Top of DATA TO USE

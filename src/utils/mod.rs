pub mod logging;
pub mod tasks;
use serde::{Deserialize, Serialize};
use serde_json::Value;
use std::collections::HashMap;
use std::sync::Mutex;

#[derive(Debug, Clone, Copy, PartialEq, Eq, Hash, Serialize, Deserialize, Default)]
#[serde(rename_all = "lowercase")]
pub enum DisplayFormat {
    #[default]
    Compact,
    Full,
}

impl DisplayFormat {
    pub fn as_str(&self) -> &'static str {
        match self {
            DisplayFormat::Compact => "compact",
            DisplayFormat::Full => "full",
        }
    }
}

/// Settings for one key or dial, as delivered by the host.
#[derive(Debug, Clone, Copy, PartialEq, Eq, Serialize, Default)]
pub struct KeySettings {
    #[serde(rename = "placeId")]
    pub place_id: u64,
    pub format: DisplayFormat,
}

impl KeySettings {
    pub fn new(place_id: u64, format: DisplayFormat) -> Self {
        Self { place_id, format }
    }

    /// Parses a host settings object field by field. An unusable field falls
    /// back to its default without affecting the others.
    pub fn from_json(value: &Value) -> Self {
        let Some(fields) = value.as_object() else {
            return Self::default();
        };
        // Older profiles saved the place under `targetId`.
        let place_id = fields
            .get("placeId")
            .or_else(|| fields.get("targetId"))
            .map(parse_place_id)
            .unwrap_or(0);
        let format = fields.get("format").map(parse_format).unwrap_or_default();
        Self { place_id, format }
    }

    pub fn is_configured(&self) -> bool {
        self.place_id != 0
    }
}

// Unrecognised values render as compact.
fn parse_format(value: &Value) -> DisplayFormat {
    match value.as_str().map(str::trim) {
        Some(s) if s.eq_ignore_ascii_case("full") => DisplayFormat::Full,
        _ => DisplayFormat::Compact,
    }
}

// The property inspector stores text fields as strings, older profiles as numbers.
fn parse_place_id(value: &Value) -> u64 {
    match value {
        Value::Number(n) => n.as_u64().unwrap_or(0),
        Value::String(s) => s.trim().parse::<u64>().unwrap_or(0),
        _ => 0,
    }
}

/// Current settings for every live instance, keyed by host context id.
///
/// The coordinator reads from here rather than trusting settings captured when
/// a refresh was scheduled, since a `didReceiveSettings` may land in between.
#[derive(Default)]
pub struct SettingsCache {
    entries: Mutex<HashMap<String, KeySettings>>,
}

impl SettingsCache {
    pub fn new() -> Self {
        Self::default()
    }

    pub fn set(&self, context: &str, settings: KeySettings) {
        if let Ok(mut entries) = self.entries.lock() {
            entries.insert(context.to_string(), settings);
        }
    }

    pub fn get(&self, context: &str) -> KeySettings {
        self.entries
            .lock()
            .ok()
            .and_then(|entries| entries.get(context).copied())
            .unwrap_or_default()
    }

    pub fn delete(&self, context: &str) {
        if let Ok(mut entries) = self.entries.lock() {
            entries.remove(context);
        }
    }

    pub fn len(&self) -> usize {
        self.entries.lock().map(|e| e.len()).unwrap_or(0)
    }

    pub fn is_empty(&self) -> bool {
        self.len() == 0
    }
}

Bottom of DATA TO USE

## WHAT THE TASK REQUIRES
Go through the data above and transcribe every entry exactly.

## RESULT OF THE EXERCISE
filename src/utils/mod.rs
pub mod logging;
pub mod tasks;
use serde::{Deserialize, Serialize};
use serde_json::Value;
use std::collections::HashMap;
use std::sync::Mutex;

#[derive(Debug, Clone, Copy, PartialEq, Eq, Hash, Serialize, Deserialize, Default)]
#[serde(rename_all = "lowercase")]
pub enum DisplayFormat {
    #[default]
    Compact,
    Full,
}

impl DisplayFormat {
    pub fn as_str(&self) -> &'static str {
        match self {
            DisplayFormat::Compact => "compact",
            DisplayFormat::Full => "full",
        }
    }
}

/// Settings for one key or dial, as delivered by the host.
#[derive(Debug, Clone, Copy, PartialEq, Eq, Serialize, Default)]
pub struct KeySettings {
    #[serde(rename = "placeId")]
    pub place_id: u64,
    pub format: DisplayFormat,
}

impl KeySettings {
    pub fn new(place_id: u64, format: DisplayFormat) -> Self {
        Self { place_id, format }
    }

    /// Parses a host settings object field by field. An unusable field falls
    /// back to its default without affecting the others.
    pub fn from_json(value: &Value) -> Self {
        let Some(fields) = value.as_object() else {
            return Self::default();
        };
        // Older profiles saved the place under `targetId`.
        let place_id = fields
            .get("placeId")
            .or_else(|| fields.get("targetId"))
            .map(parse_place_id)
            .unwrap_or(0);
        let format = fields.get("format").map(parse_format).unwrap_or_default();
        Self { place_id, format }
    }

    pub fn is_configured(&self) -> bool {
        self.place_id != 0
    }
}

// Unrecognised values render as compact.
fn parse_format(value: &Value) -> DisplayFormat {
    match value.as_str().map(str::trim) {
        Some(s) if s.eq_ignore_ascii_case("full") => DisplayFormat::Full,
        _ => DisplayFormat::Compact,
    }
}

// The property inspector stores text fields as strings, older profiles as numbers.
fn parse_place_id(value: &Value) -> u64 {
    match value {
        Value::Number(n) => n.as_u64().unwrap_or(0),
        Value::String(s) => s.trim().parse::<u64>().unwrap_or(0),
        _ => 0,
    }
}

/// Current settings for every live instance, keyed by host context id.
///
/// The coordinator reads from here rather than trusting settings captured when
/// a refresh was scheduled, since a `didReceiveSettings` may land in between.
#[derive(Default)]
pub struct SettingsCache {
    entries: Mutex<HashMap<String, KeySettings>>,
}

impl SettingsCache {
    pub fn new() -> Self {
        Self::default()
    }

    pub fn set(&self, context: &str, settings: KeySettings) {
        if let Ok(mut entries) = self.entries.lock() {
            entries.insert(context.to_string(), settings);
        }
    }

    pub fn get(&self, context: &str) -> KeySettings {
        self.entries
            .lock()
            .ok()
            .and_then(|entries| entries.get(context).copied())
            .unwrap_or_default()
    }

    pub fn delete(&self, context: &str) {
        if let Ok(mut entries) = self.entries.lock() {
            entries.remove(context);
        }
    }

    pub fn len(&self) -> usize {
        self.entries.lock().map(|e| e.len()).unwrap_or(0)
    }

    pub fn is_empty(&self) -> bool {
        self.len() == 0
    }
}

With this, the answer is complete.